● **AIM OF THE EXERCISE**
Only the lines from the top of the data through the line containing "#[tokio::main]" should be duplicated, exactly as they appear.

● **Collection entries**

use std::sync::Arc;

use realtime_service::auth::{Directory, StaticDirectory};
use realtime_service::bus::EventBus;
use realtime_service::routes::build_router;
use realtime_service::state::AppState;
use realtime_service::{config, error, logging};

#[tokio::main]
async fn main() -> Result<(), error::AppError> {
    logging::init_tracing();
    let cfg = Arc::new(config::Config::from_env()?);

    let bus = Arc::new(EventBus::new(cfg.replay_capacity, cfg.heartbeat_interval));
    bus.start();

    let directory: Arc<dyn Directory> = match cfg.directory_json.as_deref() {
        Some(json) => Arc::new(StaticDirectory::from_json(json)?),
        None => {
            tracing::warn!("DIRECTORY_JSON not set; every stream request will be rejected");
            Arc::new(StaticDirectory::new())
        }
    };

    let state = AppState {
        bus: Arc::clone(&bus),
        directory,
        config: Arc::clone(&cfg),
    };

    let bind_addr = format!("0.0.0.0:{}", cfg.port);
    let listener = tokio::net::TcpListener::bind(&bind_addr)
        .await
        .map_err(|e| error::AppError::StartServer(e.to_string()))?;
    tracing::info!(%bind_addr, "starting realtime-service");

    axum::serve(listener, build_router(state))
        .with_graceful_shutdown(shutdown_signal())
        .await
        .map_err(|e| error::AppError::StartServer(e.to_string()))?;

    bus.stop();
    Ok(())
}

async fn shutdown_signal() {
    if let Err(e) = tokio::signal::ctrl_c().await {
        tracing::error!(error = %e, "failed to install shutdown handler");
    }
}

● **YOUR RESPONSE**
use std::sync::Arc;

use realtime_service::auth::{Directory, StaticDirectory};
use realtime_service::bus::EventBus;
use realtime_service::routes::build_router;
use realtime_service::state::AppState;
use realtime_service::{config, error, logging};

#[tokio::main]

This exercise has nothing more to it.